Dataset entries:
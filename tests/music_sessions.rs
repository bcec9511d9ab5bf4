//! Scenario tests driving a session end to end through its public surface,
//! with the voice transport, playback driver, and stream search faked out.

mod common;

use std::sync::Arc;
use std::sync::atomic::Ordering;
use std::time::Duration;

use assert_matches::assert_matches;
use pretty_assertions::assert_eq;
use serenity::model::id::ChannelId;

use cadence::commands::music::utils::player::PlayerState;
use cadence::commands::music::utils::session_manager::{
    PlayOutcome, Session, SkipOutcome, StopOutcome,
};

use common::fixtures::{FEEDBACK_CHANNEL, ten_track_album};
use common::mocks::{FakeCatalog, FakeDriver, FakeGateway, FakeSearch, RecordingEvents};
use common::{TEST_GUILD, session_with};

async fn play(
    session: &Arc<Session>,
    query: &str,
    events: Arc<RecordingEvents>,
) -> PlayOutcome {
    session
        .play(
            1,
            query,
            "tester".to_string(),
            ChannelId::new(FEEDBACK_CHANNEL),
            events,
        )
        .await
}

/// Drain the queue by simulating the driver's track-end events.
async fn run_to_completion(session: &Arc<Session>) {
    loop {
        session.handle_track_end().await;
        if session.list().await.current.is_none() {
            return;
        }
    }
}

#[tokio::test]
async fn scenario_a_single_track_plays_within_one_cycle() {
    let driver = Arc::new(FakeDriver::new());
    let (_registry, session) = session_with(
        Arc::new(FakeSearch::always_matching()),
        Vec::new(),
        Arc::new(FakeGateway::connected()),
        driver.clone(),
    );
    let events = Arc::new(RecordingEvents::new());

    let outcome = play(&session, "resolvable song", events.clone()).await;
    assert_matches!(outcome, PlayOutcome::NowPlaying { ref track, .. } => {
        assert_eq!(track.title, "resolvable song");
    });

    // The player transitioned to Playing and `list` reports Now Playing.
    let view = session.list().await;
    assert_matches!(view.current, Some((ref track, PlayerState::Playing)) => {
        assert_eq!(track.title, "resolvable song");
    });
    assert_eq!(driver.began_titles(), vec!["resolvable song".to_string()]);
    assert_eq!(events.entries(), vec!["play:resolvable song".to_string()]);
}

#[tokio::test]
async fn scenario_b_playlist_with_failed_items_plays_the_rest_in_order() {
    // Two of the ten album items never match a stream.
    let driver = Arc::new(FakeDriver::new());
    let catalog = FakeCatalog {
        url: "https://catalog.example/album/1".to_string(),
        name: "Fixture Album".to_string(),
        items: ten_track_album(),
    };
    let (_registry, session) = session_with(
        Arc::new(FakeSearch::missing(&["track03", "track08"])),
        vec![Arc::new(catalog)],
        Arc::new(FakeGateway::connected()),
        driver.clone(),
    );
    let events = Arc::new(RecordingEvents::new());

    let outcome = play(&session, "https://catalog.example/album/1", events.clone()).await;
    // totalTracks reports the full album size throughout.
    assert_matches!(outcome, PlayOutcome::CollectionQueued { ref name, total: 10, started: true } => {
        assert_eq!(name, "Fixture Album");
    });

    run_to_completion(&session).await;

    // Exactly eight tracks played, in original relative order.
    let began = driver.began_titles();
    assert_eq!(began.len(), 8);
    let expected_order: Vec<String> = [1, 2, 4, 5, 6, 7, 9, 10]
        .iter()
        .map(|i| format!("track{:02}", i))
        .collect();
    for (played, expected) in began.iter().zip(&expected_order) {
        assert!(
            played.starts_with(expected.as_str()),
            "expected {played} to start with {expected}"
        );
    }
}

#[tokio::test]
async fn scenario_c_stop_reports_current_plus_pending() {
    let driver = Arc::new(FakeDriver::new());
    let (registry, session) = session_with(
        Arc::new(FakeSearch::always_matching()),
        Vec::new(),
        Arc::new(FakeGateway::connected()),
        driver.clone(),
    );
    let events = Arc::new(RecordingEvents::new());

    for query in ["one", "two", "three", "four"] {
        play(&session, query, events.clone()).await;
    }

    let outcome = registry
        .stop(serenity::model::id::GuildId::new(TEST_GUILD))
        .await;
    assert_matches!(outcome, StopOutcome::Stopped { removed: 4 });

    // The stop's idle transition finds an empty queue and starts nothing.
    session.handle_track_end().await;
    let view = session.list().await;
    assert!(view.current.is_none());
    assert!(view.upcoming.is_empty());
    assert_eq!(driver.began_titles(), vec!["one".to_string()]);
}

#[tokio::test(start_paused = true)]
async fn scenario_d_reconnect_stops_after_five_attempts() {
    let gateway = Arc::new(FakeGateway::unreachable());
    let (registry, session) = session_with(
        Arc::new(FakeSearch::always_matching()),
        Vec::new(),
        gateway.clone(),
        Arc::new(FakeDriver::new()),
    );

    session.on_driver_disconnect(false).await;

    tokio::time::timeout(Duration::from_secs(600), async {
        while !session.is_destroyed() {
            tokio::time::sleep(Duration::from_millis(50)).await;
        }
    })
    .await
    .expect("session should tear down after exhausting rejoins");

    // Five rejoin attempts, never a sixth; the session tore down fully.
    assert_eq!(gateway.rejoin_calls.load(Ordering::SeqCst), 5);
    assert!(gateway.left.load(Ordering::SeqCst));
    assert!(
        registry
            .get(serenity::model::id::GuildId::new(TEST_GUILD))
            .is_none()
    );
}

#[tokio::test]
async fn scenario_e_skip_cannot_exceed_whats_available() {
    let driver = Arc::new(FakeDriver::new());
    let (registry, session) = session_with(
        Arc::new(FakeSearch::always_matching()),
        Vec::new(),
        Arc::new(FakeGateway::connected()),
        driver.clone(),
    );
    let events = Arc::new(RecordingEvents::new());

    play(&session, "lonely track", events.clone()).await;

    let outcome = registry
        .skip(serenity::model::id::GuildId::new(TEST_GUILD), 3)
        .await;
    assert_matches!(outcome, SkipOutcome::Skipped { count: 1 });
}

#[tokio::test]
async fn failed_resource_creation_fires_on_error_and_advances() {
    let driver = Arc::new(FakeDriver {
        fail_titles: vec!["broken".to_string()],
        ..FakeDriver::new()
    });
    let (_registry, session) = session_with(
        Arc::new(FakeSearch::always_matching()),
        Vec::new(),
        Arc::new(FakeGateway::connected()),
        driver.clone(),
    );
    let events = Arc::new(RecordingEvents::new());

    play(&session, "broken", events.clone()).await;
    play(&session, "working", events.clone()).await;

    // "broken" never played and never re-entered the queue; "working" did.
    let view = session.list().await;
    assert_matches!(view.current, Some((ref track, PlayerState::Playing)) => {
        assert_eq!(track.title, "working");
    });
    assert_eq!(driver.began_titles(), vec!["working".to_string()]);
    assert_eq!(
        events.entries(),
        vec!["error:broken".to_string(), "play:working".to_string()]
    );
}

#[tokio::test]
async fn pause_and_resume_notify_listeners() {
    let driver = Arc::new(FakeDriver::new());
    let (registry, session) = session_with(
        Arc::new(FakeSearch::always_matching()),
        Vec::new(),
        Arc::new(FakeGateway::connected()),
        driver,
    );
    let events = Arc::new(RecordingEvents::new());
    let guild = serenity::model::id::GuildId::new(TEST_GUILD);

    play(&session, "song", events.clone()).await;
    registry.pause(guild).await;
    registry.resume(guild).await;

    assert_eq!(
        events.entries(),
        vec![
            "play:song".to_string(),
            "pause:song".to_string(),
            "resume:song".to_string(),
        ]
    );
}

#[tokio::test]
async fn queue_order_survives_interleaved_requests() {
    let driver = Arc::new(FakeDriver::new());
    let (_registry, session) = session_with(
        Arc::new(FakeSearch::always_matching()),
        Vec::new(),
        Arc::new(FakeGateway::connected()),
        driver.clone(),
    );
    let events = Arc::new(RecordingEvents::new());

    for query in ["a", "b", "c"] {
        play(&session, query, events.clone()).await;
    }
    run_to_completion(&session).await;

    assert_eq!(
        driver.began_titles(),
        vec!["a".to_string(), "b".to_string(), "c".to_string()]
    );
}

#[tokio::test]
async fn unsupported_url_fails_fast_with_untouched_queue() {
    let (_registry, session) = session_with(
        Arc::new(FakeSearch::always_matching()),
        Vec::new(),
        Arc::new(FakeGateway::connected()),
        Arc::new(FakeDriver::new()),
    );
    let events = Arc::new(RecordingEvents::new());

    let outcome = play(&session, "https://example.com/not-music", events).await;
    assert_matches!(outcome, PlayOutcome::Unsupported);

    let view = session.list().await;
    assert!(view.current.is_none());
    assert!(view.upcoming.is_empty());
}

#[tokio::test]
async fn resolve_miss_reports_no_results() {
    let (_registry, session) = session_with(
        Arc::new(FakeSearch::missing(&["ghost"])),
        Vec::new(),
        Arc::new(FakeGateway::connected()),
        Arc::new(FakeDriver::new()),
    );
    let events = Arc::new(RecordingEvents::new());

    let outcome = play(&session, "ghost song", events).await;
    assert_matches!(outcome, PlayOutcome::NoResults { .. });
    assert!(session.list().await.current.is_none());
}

▶ _Exercise requirements_: Filter the data for the string "FakeCatalog". Copy each matching line.

▶ _Output below_:
use common::mocks::{FakeCatalog, FakeDriver, FakeGateway, FakeSearch, RecordingEvents};
    let catalog = FakeCatalog {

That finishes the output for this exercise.